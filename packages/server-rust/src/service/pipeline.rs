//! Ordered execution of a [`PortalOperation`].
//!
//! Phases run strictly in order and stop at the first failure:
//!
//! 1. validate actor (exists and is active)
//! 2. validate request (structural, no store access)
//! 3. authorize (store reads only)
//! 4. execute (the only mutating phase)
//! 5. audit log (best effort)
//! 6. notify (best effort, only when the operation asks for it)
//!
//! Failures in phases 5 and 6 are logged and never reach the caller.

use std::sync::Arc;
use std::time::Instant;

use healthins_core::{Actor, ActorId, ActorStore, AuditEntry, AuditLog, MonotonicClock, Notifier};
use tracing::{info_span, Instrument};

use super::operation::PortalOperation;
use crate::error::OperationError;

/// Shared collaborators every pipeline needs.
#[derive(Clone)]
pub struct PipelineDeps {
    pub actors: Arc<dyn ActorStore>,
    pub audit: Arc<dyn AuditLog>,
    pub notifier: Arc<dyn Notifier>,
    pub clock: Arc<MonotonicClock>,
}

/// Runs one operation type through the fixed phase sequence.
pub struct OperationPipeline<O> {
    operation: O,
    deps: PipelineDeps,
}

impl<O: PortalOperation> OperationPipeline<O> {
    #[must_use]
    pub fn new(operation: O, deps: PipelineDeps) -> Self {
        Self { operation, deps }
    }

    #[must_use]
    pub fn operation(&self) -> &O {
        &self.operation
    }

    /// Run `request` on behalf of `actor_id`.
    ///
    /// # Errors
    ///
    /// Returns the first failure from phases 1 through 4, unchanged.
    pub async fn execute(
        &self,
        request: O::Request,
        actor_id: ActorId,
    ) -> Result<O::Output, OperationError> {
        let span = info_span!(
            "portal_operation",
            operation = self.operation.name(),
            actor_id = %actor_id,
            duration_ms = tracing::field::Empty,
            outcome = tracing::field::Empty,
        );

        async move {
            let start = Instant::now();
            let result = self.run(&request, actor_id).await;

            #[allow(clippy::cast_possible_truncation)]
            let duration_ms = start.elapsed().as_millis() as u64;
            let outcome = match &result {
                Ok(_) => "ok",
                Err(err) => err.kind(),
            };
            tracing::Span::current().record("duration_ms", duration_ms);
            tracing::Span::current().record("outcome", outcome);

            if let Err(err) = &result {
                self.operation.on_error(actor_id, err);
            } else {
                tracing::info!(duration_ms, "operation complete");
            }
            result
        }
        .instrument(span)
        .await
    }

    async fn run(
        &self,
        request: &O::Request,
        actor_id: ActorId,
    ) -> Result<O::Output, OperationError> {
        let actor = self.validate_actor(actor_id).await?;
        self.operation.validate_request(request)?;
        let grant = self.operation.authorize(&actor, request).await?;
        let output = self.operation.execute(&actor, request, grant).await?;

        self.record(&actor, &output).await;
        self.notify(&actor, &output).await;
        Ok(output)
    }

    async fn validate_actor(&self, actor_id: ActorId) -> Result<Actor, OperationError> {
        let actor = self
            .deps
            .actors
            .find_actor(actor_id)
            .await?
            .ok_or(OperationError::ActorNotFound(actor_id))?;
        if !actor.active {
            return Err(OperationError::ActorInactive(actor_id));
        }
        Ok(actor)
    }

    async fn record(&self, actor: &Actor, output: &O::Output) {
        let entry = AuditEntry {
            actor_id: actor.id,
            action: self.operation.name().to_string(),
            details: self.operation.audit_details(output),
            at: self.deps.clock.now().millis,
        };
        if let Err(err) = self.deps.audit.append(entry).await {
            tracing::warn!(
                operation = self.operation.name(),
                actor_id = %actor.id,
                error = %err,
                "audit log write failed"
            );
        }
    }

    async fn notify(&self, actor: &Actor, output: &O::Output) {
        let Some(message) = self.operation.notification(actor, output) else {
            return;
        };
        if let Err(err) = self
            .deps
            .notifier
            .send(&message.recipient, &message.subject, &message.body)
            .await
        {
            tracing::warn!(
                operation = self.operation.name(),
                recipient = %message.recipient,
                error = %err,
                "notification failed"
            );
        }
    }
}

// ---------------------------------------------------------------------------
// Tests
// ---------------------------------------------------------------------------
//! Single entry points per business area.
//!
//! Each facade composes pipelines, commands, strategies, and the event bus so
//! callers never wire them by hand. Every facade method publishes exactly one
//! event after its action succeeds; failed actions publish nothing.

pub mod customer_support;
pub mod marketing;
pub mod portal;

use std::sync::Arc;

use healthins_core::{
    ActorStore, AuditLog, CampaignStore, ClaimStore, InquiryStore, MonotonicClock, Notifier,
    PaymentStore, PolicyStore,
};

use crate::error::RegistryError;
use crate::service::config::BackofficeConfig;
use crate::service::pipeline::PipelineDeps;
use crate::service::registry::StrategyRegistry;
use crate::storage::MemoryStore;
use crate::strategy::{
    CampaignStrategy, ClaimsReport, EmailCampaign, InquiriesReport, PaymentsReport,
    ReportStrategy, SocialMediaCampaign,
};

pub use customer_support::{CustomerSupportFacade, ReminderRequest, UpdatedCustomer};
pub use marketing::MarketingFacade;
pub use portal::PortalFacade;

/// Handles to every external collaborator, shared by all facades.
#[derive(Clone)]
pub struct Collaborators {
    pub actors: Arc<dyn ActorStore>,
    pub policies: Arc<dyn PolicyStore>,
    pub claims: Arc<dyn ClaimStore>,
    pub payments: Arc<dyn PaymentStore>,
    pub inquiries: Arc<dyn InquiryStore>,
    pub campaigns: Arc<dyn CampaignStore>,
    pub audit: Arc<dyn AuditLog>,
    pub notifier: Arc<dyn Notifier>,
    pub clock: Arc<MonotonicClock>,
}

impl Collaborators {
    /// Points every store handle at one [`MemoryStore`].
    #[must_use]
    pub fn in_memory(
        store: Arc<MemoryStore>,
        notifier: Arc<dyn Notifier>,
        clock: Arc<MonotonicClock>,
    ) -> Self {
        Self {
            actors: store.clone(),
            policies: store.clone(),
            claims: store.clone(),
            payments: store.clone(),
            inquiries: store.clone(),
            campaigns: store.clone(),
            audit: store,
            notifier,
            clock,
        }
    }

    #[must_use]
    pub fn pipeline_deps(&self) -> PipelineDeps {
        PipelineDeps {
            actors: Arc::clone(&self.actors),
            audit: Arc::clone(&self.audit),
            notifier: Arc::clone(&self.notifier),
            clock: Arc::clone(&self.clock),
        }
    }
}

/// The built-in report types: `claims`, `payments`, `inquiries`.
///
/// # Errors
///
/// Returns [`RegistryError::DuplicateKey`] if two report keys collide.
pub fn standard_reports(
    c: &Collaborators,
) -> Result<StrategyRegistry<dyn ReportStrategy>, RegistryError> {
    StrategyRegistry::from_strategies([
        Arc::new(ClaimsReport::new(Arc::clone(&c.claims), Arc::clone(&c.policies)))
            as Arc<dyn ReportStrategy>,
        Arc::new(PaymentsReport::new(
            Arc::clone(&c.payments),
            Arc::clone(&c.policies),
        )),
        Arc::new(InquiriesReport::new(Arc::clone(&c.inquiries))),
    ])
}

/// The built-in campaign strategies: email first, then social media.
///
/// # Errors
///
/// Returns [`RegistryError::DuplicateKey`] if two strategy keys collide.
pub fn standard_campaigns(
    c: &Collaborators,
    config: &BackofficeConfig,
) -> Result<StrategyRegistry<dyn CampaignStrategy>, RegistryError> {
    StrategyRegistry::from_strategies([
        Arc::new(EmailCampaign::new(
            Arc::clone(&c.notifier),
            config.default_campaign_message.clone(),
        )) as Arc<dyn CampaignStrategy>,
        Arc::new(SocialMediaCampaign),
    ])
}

PROBLEM TO WORK ON: What's wanted is each line above, transcribed with nothing altered.

RESULT:
filename packages/server-rust/src/service/pipeline.rs
//! Ordered execution of a [`PortalOperation`].
//!
//! Phases run strictly in order and stop at the first failure:
//!
//! 1. validate actor (exists and is active)
//! 2. validate request (structural, no store access)
//! 3. authorize (store reads only)
//! 4. execute (the only mutating phase)
//! 5. audit log (best effort)
//! 6. notify (best effort, only when the operation asks for it)
//!
//! Failures in phases 5 and 6 are logged and never reach the caller.

use std::sync::Arc;
use std::time::Instant;

use healthins_core::{Actor, ActorId, ActorStore, AuditEntry, AuditLog, MonotonicClock, Notifier};
use tracing::{info_span, Instrument};

use super::operation::PortalOperation;
use crate::error::OperationError;

/// Shared collaborators every pipeline needs.
#[derive(Clone)]
pub struct PipelineDeps {
    pub actors: Arc<dyn ActorStore>,
    pub audit: Arc<dyn AuditLog>,
    pub notifier: Arc<dyn Notifier>,
    pub clock: Arc<MonotonicClock>,
}

/// Runs one operation type through the fixed phase sequence.
pub struct OperationPipeline<O> {
    operation: O,
    deps: PipelineDeps,
}

impl<O: PortalOperation> OperationPipeline<O> {
    #[must_use]
    pub fn new(operation: O, deps: PipelineDeps) -> Self {
        Self { operation, deps }
    }

    #[must_use]
    pub fn operation(&self) -> &O {
        &self.operation
    }

    /// Run `request` on behalf of `actor_id`.
    ///
    /// # Errors
    ///
    /// Returns the first failure from phases 1 through 4, unchanged.
    pub async fn execute(
        &self,
        request: O::Request,
        actor_id: ActorId,
    ) -> Result<O::Output, OperationError> {
        let span = info_span!(
            "portal_operation",
            operation = self.operation.name(),
            actor_id = %actor_id,
            duration_ms = tracing::field::Empty,
            outcome = tracing::field::Empty,
        );

        async move {
            let start = Instant::now();
            let result = self.run(&request, actor_id).await;

            #[allow(clippy::cast_possible_truncation)]
            let duration_ms = start.elapsed().as_millis() as u64;
            let outcome = match &result {
                Ok(_) => "ok",
                Err(err) => err.kind(),
            };
            tracing::Span::current().record("duration_ms", duration_ms);
            tracing::Span::current().record("outcome", outcome);

            if let Err(err) = &result {
                self.operation.on_error(actor_id, err);
            } else {
                tracing::info!(duration_ms, "operation complete");
            }
            result
        }
        .instrument(span)
        .await
    }

    async fn run(
        &self,
        request: &O::Request,
        actor_id: ActorId,
    ) -> Result<O::Output, OperationError> {
        let actor = self.validate_actor(actor_id).await?;
        self.operation.validate_request(request)?;
        let grant = self.operation.authorize(&actor, request).await?;
        let output = self.operation.execute(&actor, request, grant).await?;

        self.record(&actor, &output).await;
        self.notify(&actor, &output).await;
        Ok(output)
    }

    async fn validate_actor(&self, actor_id: ActorId) -> Result<Actor, OperationError> {
        let actor = self
            .deps
            .actors
            .find_actor(actor_id)
            .await?
            .ok_or(OperationError::ActorNotFound(actor_id))?;
        if !actor.active {
            return Err(OperationError::ActorInactive(actor_id));
        }
        Ok(actor)
    }

    async fn record(&self, actor: &Actor, output: &O::Output) {
        let entry = AuditEntry {
            actor_id: actor.id,
            action: self.operation.name().to_string(),
            details: self.operation.audit_details(output),
            at: self.deps.clock.now().millis,
        };
        if let Err(err) = self.deps.audit.append(entry).await {
            tracing::warn!(
                operation = self.operation.name(),
                actor_id = %actor.id,
                error = %err,
                "audit log write failed"
            );
        }
    }

    async fn notify(&self, actor: &Actor, output: &O::Output) {
        let Some(message) = self.operation.notification(actor, output) else {
            return;
        };
        if let Err(err) = self
            .deps
            .notifier
            .send(&message.recipient, &message.subject, &message.body)
            .await
        {
            tracing::warn!(
                operation = self.operation.name(),
                recipient = %message.recipient,
                error = %err,
                "notification failed"
            );
        }
    }
}

// ---------------------------------------------------------------------------
// Tests
// ---------------------------------------------------------------------------
//! Single entry points per business area.
//!
//! Each facade composes pipelines, commands, strategies, and the event bus so
//! callers never wire them by hand. Every facade method publishes exactly one
//! event after its action succeeds; failed actions publish nothing.

pub mod customer_support;
pub mod marketing;
pub mod portal;

use std::sync::Arc;

use healthins_core::{
    ActorStore, AuditLog, CampaignStore, ClaimStore, InquiryStore, MonotonicClock, Notifier,
    PaymentStore, PolicyStore,
};

use crate::error::RegistryError;
use crate::service::config::BackofficeConfig;
use crate::service::pipeline::PipelineDeps;
use crate::service::registry::StrategyRegistry;
use crate::storage::MemoryStore;
use crate::strategy::{
    CampaignStrategy, ClaimsReport, EmailCampaign, InquiriesReport, PaymentsReport,
    ReportStrategy, SocialMediaCampaign,
};

pub use customer_support::{CustomerSupportFacade, ReminderRequest, UpdatedCustomer};
pub use marketing::MarketingFacade;
pub use portal::PortalFacade;

/// Handles to every external collaborator, shared by all facades.
#[derive(Clone)]
pub struct Collaborators {
    pub actors: Arc<dyn ActorStore>,
    pub policies: Arc<dyn PolicyStore>,
    pub claims: Arc<dyn ClaimStore>,
    pub payments: Arc<dyn PaymentStore>,
    pub inquiries: Arc<dyn InquiryStore>,
    pub campaigns: Arc<dyn CampaignStore>,
    pub audit: Arc<dyn AuditLog>,
    pub notifier: Arc<dyn Notifier>,
    pub clock: Arc<MonotonicClock>,
}

impl Collaborators {
    /// Points every store handle at one [`MemoryStore`].
    #[must_use]
    pub fn in_memory(
        store: Arc<MemoryStore>,
        notifier: Arc<dyn Notifier>,
        clock: Arc<MonotonicClock>,
    ) -> Self {
        Self {
            actors: store.clone(),
            policies: store.clone(),
            claims: store.clone(),
            payments: store.clone(),
            inquiries: store.clone(),
            campaigns: store.clone(),
            audit: store,
            notifier,
            clock,
        }
    }

    #[must_use]
    pub fn pipeline_deps(&self) -> PipelineDeps {
        PipelineDeps {
            actors: Arc::clone(&self.actors),
            audit: Arc::clone(&self.audit),
            notifier: Arc::clone(&self.notifier),
            clock: Arc::clone(&self.clock),
        }
    }
}

/// The built-in report types: `claims`, `payments`, `inquiries`.
///
/// # Errors
///
/// Returns [`RegistryError::DuplicateKey`] if two report keys collide.
pub fn standard_reports(
    c: &Collaborators,
) -> Result<StrategyRegistry<dyn ReportStrategy>, RegistryError> {
    StrategyRegistry::from_strategies([
        Arc::new(ClaimsReport::new(Arc::clone(&c.claims), Arc::clone(&c.policies)))
            as Arc<dyn ReportStrategy>,
        Arc::new(PaymentsReport::new(
            Arc::clone(&c.payments),
            Arc::clone(&c.policies),
        )),
        Arc::new(InquiriesReport::new(Arc::clone(&c.inquiries))),
    ])
}

/// The built-in campaign strategies: email first, then social media.
///
/// # Errors
///
/// Returns [`RegistryError::DuplicateKey`] if two strategy keys collide.
pub fn standard_campaigns(
    c: &Collaborators,
    config: &BackofficeConfig,
) -> Result<StrategyRegistry<dyn CampaignStrategy>, RegistryError> {
    StrategyRegistry::from_strategies([
        Arc::new(EmailCampaign::new(
            Arc::clone(&c.notifier),
            config.default_campaign_message.clone(),
        )) as Arc<dyn CampaignStrategy>,
        Arc::new(SocialMediaCampaign),
    ])
}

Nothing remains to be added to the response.